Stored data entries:
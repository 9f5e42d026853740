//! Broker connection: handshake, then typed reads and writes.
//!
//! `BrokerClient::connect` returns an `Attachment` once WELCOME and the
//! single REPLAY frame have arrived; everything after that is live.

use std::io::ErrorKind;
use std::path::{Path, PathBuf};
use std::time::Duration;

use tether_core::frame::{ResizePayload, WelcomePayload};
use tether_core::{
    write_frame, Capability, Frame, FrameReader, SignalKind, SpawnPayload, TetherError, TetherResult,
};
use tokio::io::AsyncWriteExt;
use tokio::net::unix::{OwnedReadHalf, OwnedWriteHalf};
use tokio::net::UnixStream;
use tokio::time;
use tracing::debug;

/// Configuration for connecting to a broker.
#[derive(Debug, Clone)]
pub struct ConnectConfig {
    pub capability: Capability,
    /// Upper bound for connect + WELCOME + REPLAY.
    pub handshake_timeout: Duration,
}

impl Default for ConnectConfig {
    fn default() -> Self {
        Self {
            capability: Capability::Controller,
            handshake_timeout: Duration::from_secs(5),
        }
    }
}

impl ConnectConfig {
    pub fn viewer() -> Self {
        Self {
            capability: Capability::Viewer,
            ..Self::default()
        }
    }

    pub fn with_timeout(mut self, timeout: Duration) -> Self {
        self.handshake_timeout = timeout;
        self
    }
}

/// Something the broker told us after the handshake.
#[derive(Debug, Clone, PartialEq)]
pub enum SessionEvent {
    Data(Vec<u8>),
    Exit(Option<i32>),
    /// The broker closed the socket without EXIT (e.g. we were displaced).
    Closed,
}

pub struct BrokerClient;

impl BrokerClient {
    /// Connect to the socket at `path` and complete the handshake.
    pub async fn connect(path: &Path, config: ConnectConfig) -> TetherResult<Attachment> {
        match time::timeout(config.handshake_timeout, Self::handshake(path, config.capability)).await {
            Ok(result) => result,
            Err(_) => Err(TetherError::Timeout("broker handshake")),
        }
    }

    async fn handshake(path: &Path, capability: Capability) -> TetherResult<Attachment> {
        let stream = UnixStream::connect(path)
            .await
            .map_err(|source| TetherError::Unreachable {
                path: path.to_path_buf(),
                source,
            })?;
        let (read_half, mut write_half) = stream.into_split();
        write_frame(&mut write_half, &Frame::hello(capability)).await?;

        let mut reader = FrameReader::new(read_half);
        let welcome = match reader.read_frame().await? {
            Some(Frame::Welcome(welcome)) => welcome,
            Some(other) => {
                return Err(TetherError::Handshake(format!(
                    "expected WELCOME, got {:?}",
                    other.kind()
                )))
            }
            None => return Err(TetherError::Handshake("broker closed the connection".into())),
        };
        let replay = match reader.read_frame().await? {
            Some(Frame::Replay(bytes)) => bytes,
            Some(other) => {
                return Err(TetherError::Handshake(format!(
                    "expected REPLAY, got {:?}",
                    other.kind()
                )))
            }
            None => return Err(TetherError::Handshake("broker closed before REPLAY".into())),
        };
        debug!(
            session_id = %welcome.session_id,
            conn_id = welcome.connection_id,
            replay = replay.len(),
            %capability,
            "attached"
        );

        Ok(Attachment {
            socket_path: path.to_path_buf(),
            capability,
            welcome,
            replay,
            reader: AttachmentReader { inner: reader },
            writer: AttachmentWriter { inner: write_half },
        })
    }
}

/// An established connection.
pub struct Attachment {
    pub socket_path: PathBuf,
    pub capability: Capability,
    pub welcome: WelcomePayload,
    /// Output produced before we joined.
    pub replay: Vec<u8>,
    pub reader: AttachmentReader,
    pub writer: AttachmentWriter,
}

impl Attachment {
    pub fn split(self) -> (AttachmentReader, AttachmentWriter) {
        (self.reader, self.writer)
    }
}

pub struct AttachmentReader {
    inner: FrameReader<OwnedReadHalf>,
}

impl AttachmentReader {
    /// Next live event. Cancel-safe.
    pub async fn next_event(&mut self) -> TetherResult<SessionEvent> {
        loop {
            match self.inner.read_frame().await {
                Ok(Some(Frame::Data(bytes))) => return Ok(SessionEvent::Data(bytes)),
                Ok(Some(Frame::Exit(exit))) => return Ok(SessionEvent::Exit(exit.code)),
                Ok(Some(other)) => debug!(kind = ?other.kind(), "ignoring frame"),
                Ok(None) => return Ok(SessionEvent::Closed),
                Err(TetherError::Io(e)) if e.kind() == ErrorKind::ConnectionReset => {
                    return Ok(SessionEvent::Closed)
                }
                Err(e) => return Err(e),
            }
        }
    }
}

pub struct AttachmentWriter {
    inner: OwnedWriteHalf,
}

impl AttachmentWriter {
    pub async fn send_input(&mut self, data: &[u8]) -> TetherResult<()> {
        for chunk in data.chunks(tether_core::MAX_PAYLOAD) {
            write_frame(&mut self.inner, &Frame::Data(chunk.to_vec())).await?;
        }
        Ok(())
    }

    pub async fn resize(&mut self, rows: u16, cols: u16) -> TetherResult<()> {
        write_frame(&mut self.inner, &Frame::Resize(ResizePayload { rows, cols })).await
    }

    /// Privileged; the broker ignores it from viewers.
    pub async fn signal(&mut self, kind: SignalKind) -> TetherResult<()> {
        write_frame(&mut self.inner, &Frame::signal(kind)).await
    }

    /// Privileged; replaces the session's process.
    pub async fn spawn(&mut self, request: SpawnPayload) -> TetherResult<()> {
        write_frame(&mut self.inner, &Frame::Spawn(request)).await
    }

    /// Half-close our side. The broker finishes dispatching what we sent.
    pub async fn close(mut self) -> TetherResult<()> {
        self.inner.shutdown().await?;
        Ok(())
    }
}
==
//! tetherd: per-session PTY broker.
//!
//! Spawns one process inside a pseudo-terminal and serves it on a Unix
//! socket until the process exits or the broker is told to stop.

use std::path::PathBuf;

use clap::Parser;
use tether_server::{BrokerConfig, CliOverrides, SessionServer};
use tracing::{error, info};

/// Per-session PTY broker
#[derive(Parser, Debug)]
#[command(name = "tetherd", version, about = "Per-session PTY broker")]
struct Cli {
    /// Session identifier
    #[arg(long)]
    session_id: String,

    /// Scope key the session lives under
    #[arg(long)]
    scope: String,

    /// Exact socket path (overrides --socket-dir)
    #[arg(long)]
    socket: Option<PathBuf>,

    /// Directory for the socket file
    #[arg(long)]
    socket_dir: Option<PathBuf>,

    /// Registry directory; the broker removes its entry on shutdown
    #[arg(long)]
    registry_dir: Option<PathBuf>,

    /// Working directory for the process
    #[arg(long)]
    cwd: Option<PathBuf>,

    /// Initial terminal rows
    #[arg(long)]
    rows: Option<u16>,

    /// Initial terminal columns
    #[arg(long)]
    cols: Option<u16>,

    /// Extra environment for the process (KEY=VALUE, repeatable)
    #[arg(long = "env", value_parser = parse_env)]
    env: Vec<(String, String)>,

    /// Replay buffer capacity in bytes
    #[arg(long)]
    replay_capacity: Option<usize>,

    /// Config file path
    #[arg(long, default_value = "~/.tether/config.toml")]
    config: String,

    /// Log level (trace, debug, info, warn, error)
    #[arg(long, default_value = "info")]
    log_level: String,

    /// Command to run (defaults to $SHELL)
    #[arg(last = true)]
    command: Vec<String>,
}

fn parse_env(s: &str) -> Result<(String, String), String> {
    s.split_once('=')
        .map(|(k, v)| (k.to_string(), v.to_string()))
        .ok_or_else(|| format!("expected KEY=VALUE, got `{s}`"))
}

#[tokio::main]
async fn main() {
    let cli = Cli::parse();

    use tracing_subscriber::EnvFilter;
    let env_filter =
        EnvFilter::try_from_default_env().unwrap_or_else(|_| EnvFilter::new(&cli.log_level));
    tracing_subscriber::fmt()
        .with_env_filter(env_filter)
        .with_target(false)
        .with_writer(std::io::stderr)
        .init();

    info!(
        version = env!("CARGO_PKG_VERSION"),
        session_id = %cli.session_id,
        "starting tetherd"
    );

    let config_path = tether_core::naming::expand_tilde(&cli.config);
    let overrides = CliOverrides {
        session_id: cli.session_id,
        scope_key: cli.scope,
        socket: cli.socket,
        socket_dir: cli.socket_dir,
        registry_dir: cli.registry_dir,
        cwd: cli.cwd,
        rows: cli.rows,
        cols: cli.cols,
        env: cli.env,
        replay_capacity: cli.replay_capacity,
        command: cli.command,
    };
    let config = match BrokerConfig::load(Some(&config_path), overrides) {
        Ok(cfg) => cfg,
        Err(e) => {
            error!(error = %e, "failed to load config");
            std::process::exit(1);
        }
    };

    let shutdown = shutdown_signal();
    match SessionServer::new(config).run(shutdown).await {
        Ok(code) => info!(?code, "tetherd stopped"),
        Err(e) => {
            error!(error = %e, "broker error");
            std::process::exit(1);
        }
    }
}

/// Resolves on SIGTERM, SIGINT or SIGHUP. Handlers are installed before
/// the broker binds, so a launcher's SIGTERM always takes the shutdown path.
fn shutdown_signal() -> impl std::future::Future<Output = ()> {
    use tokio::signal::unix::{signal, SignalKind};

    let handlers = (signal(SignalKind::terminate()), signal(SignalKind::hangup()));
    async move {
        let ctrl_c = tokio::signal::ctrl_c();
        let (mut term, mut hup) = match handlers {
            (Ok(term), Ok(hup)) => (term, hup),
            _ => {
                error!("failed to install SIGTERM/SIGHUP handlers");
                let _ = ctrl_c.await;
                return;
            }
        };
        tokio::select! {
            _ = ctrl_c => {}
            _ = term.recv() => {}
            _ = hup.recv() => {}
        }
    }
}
==
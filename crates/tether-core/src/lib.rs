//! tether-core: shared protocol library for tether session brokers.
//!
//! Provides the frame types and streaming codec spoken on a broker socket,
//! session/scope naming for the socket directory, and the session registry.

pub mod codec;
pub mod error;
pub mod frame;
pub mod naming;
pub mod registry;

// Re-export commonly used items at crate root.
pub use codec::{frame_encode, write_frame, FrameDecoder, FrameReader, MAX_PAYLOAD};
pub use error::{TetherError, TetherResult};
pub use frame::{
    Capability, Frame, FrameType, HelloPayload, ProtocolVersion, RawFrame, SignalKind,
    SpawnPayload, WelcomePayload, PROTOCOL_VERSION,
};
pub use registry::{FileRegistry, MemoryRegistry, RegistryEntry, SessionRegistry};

Goal of the exercise: Lines with "UnixStream" in them are what the answer must contain; copy each from the records above.

Response to this task:
use tokio::net::UnixStream;
        let stream = UnixStream::connect(path)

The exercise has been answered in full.